“Sem Título” leva Maria Eugénia Neto ao palco num diálogo entre memória, poesia e Angola contemporânea

Lucengomono Artes apresenta peça no 11.º CIT, cruzando textos de Maria Eugénia Neto, Agostinho Neto, António Jacinto e Otília Adriano

Luanda – O projecto Lucengomono Artes apresentou, na quinta-feira, no Teatro Elinga, em Luanda, a peça “Sem Título”, espectáculo integrado na programação da 11.ª edição do Circuito Internacional de Teatro (CIT) e construído a partir do universo literário e da trajectória da escritora Maria Eugénia Neto.

A proposta cénica parte de um texto inédito da autora, intitulado “Que dizer-te meu amor”, estabelecendo igualmente uma relação com excertos do conto “Quem traiu Mandume”, de Diogo Joaquim Manuel “Barbosinha”, incluído na obra Contos de Serão.

Memória literária transforma-se em dramaturgia

Segundo a sinopse do espectáculo, a dramaturgia incorpora ainda fragmentos poéticos de Agostinho Neto, António Jacinto e Otília Adriano, construindo uma composição contemporânea que procura revisitar experiências, inquietações e questões presentes no quotidiano dos povos em Angola.

A peça não se apresenta como uma biografia convencional de Maria Eugénia Neto. Em vez disso, propõe uma viagem por memórias, textos e contextos associados à escritora, estabelecendo pontes com problemas que continuam a marcar a sociedade angolana.

Literatura, política, cultura, realidade social e dificuldades enfrentadas pelos agentes culturais cruzam-se numa narrativa que aproxima diferentes tempos históricos.

Palavra, corpo e som constroem a narrativa

Em “Sem Título”, a palavra não surge isoladamente. Som, gesto, corpo, voz e objectos cénicos participam igualmente na construção da narrativa.

A linguagem do espectáculo percorre temas como vida, morte, ressurreição, ancestralidade, medo e silêncio, colocando em diálogo realidade e imaginação.

A utopia e a esperança aparecem como forças associadas a uma história de libertação e à procura de melhores condições de vida para a sociedade, com particular atenção aos desafios enfrentados pelos agentes culturais.

Um espectáculo entre passado e presente

A proposta do Lucengomono Artes procura fazer da memória um instrumento para interpretar o presente.

Ao recuperar textos e referências ligadas à produção literária e política angolana, “Sem Título” estabelece uma relação entre acontecimentos históricos, experiências individuais e questões sociais contemporâneas.

A dramaturgia procura, assim, evitar uma leitura exclusivamente memorialista e construir uma experiência cénica na qual o passado dialoga directamente com os desafios do presente.

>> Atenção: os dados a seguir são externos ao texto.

use crate::cache::{CacheEntry, CacheMetrics, StatementCache};
use async_trait::async_trait;
use plume_syntax::{statement_hash, Diagnostic, Statement};
use serde::de::DeserializeOwned;
use serde::{Deserialize, Serialize};
use std::io;
use std::path::PathBuf;
use std::time::{SystemTime, UNIX_EPOCH};
use tracing::{debug, warn};

/// Format marker for the on-disk cache. Any mismatch wipes the directory;
/// stale formats are never migrated.
pub const CACHE_FORMAT_VERSION: &str = "3";

const INDEX_FILE: &str = "cache-index.json";

/// Storage interface for cache persistence. The default implementation
/// writes UTF-8 JSON files under a `.cache` directory; hosts may inject
/// their own.
#[async_trait]
pub trait CacheStorage: Send + Sync {
    async fn read(&self, name: &str) -> io::Result<Option<String>>;
    async fn write(&self, name: &str, contents: &str) -> io::Result<()>;
    async fn remove(&self, name: &str) -> io::Result<()>;
    /// Deletes the whole cache directory (version mismatch recovery).
    async fn clear_all(&self) -> io::Result<()>;
}

/// Filesystem-backed storage under `<root>/.cache/`.
pub struct FsCacheStorage {
    root: PathBuf,
}

impl FsCacheStorage {
    pub fn new(root: impl Into<PathBuf>) -> FsCacheStorage {
        FsCacheStorage {
            root: root.into().join(".cache"),
        }
    }

    fn path(&self, name: &str) -> PathBuf {
        self.root.join(name)
    }
}

#[async_trait]
impl CacheStorage for FsCacheStorage {
    async fn read(&self, name: &str) -> io::Result<Option<String>> {
        match tokio::fs::read_to_string(self.path(name)).await {
            Ok(contents) => Ok(Some(contents)),
            Err(error) if error.kind() == io::ErrorKind::NotFound => Ok(None),
            Err(error) => Err(error),
        }
    }

    async fn write(&self, name: &str, contents: &str) -> io::Result<()> {
        tokio::fs::create_dir_all(&self.root).await?;
        tokio::fs::write(self.path(name), contents).await
    }

    async fn remove(&self, name: &str) -> io::Result<()> {
        match tokio::fs::remove_file(self.path(name)).await {
            Err(error) if error.kind() == io::ErrorKind::NotFound => Ok(()),
            other => other,
        }
    }

    async fn clear_all(&self) -> io::Result<()> {
        match tokio::fs::remove_dir_all(&self.root).await {
            Err(error) if error.kind() == io::ErrorKind::NotFound => Ok(()),
            other => other,
        }
    }
}

#[derive(Debug, Serialize, Deserialize)]
struct CacheIndex {
    version: String,
    documents: Vec<IndexEntry>,
}

#[derive(Debug, Serialize, Deserialize)]
struct IndexEntry {
    document_id: String,
    filename: String,
    timestamp: u64,
}

#[derive(Debug, Serialize, Deserialize)]
struct DocumentFile<K> {
    version: String,
    document_id: String,
    timestamp: u64,
    statements: Vec<PersistedEntry<K>>,
    metrics: CacheMetrics,
}

#[derive(Debug, Serialize, Deserialize)]
struct PersistedEntry<K> {
    statement: Statement<K>,
    is_valid: bool,
    access_count: u64,
    errors: Vec<Diagnostic>,
}

/// Deterministic per-document filename: `document-<safe_id>-<hash8>.json`.
pub fn document_filename(document_id: &str) -> String {
    let safe_id: String = document_id
        .chars()
        .map(|c| if c.is_ascii_alphanumeric() { c } else { '-' })
        .collect();
    let hash8 = &statement_hash(document_id)[..8];
    format!("document-{safe_id}-{hash8}.json")
}

fn unix_timestamp() -> u64 {
    SystemTime::now()
        .duration_since(UNIX_EPOCH)
        .map(|d| d.as_secs())
        .unwrap_or(0)
}

/// Saves one document's cache partition and updates the index. Failures are
/// logged and swallowed; persistence is strictly best-effort.
pub async fn save_document<K: Clone + Serialize>(
    storage: &dyn CacheStorage,
    cache: &parking_lot::Mutex<StatementCache<K>>,
    document_id: &str,
) {
    let (statements, metrics) = {
        let cache = cache.lock();
        let statements: Vec<PersistedEntry<K>> = cache
            .entries(document_id)
            .into_iter()
            .map(|entry: &CacheEntry<K>| PersistedEntry {
                statement: entry.statement.clone(),
                is_valid: entry.is_valid,
                access_count: entry.access_count,
                errors: entry.errors.clone(),
            })
            .collect();
        (statements, cache.metrics())
    };

    let filename = document_filename(document_id);
    let file = DocumentFile {
        version: CACHE_FORMAT_VERSION.to_string(),
        document_id: document_id.to_string(),
        timestamp: unix_timestamp(),
        statements,
        metrics,
    };

    let contents = match serde_json::to_string(&file) {
        Ok(contents) => contents,
        Err(error) => {
            warn!(%error, document_id, "cache serialization failed");
            return;
        }
    };
    if let Err(error) = storage.write(&filename, &contents).await {
        warn!(%error, document_id, "cache persistence failed");
        return;
    }

    update_index(storage, document_id, &filename).await;
}

async fn update_index(storage: &dyn CacheStorage, document_id: &str, filename: &str) {
    let mut index = match read_index(storage).await {
        Some(index) => index,
        None => CacheIndex {
            version: CACHE_FORMAT_VERSION.to_string(),
            documents: Vec::new(),
        },
    };
    index.documents.retain(|entry| entry.document_id != document_id);
    index.documents.push(IndexEntry {
        document_id: document_id.to_string(),
        filename: filename.to_string(),
        timestamp: unix_timestamp(),
    });
    match serde_json::to_string(&index) {
        Ok(contents) => {
            if let Err(error) = storage.write(INDEX_FILE, &contents).await {
                warn!(%error, "cache index write failed");
            }
        }
        Err(error) => warn!(%error, "cache index serialization failed"),
    }
}

async fn read_index(storage: &dyn CacheStorage) -> Option<CacheIndex> {
    let contents = storage.read(INDEX_FILE).await.ok()??;
    serde_json::from_str(&contents).ok()
}

/// Restores one document's cache partition, wiping the whole cache
/// directory on a version mismatch. Restored entries are clean: they were
/// validated when they were saved.
pub async fn load_document<K: Clone + DeserializeOwned + Serialize>(
    storage: &dyn CacheStorage,
    cache: &parking_lot::Mutex<StatementCache<K>>,
    document_id: &str,
) {
    if let Some(index) = read_index(storage).await {
        if index.version != CACHE_FORMAT_VERSION {
            warn!(
                found = %index.version,
                expected = CACHE_FORMAT_VERSION,
                "cache format version mismatch; clearing cache directory"
            );
            if let Err(error) = storage.clear_all().await {
                warn!(%error, "cache directory cleanup failed");
            }
            return;
        }
    }

    let filename = document_filename(document_id);
    let contents = match storage.read(&filename).await {
        Ok(Some(contents)) => contents,
        Ok(None) => return,
        Err(error) => {
            warn!(%error, document_id, "cache load failed");
            return;
        }
    };
    let file: DocumentFile<K> = match serde_json::from_str(&contents) {
        Ok(file) => file,
        Err(error) => {
            warn!(%error, document_id, "cache file is corrupt; ignoring");
            return;
        }
    };
    if file.version != CACHE_FORMAT_VERSION {
        warn!(
            found = %file.version,
            expected = CACHE_FORMAT_VERSION,
            "cache format version mismatch; clearing cache directory"
        );
        if let Err(error) = storage.clear_all().await {
            warn!(%error, "cache directory cleanup failed");
        }
        return;
    }

    let count = file.statements.len();
    let mut cache = cache.lock();
    for persisted in file.statements {
        let hash = persisted.statement.hash.clone();
        cache.put(document_id, persisted.statement);
        cache.mark_clean(document_id, &hash, persisted.is_valid, persisted.errors);
    }
    debug!(document_id, count, "cache partition restored");
}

Otília Adriano enfrenta desafio de interpretar um legado

Para a actriz Otília Adriano, interpretar personagens relacionadas com o universo de Maria Eugénia Neto e recitar textos da escritora representou um dos maiores desafios do processo criativo.

A presença da actriz acrescenta ao espectáculo uma dimensão de interpretação e mediação da memória literária, transformando os textos em experiência performativa diante do público.

Três meses de preparação

O director artístico do Lucengomono Artes, Francisco Makiêsse, explicou que foram necessários cerca de três meses de preparação para levar a peça ao palco.

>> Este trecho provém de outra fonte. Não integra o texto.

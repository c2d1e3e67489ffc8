use crate::schema::{Bundle, Database, Field, Migration, Permission, Relationship};
use crate::server::{SchemaServer, ServerError};
use indexmap::IndexMap;
use serde::{Deserialize, Serialize};
use std::collections::HashSet;
use std::time::Duration;
use tokio::time::Instant;
use tracing::{debug, warn};

/// Freshness state machine: `Stale → Refreshing → Fresh → Stale → …`, with
/// `Error` entered when a refresh fails.
#[derive(Debug, Clone, Copy, PartialEq, Eq)]
pub enum ContextState {
    Fresh,
    Stale,
    Refreshing,
    Error,
}

/// Root operation kinds whose top-level fields the schema context knows.
#[derive(Debug, Clone, Copy, PartialEq, Eq)]
pub enum RootOperation {
    Query,
    Mutation,
    Subscription,
}

/// Outcome of a migration dependency check.
#[derive(Debug, Clone, PartialEq)]
pub struct DependencyCheck {
    pub valid: bool,
    pub missing: Vec<String>,
}

/// The server-authoritative schema model used for cross-statement
/// validation and contextual suggestions.
///
/// The context is editable locally (`update_database`, `update_bundle`),
/// but local edits force the state back to [`ContextState::Stale`] so the
/// next refresh reconciles with the server.
#[derive(Debug, Clone)]
pub struct SchemaContext {
    databases: IndexMap<String, Database>,
    permissions: Vec<Permission>,
    migrations: IndexMap<String, Migration>,
    current_database: Option<String>,
    query_roots: Vec<String>,
    mutation_roots: Vec<String>,
    subscription_roots: Vec<String>,
    state: ContextState,
    last_refresh: Option<Instant>,
}

/// Serialized form of the context for the local snapshot cache.
#[derive(Debug, Serialize, Deserialize)]
struct SchemaSnapshot {
    databases: IndexMap<String, Database>,
    permissions: Vec<Permission>,
    migrations: IndexMap<String, Migration>,
    current_database: Option<String>,
    #[serde(default)]
    query_roots: Vec<String>,
    #[serde(default)]
    mutation_roots: Vec<String>,
    #[serde(default)]
    subscription_roots: Vec<String>,
}

impl Default for SchemaContext {
    fn default() -> Self {
        Self::new()
    }
}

O processo criativo desenvolveu-se em torno de dois eixos: a análise dos textos e da trajectória de Maria Eugénia Neto e a reflexão sobre problemas que continuam a marcar a realidade social e cultural angolana.

A opção por cruzar memória e contemporaneidade tornou-se, desta forma, uma das bases da construção dramatúrgica.

Elenco e equipa artística

“Sem Título” conta com Adriano Atenas, Otília Adriano e Evandro Neto no elenco.

A direcção, dramaturgia e encenação são de Francisco Makiêsse, enquanto a produção executiva está a cargo de Patrícia Rodrigues e Nochy Malungo.

A conjugação das diferentes áreas de criação procura garantir uma linguagem cénica multidisciplinar, na qual literatura, interpretação, som e movimento participam de uma mesma narrativa.

Teatro como lugar de memória e reflexão

A apresentação no XI Circuito Internacional de Teatro reforça o papel do palco como espaço de encontro entre literatura, memória, identidade e reflexão social.

“Sem Título” utiliza o universo de Maria Eugénia Neto como ponto de partida para uma criação que procura falar tanto do passado como dos desafios que permanecem presentes na sociedade angolana.

Ao levar essas referências para o palco, o Lucengomono Artes propõe uma experiência em que a memória literária se transforma em corpo, voz e presença, aproximando diferentes gerações através do teatro.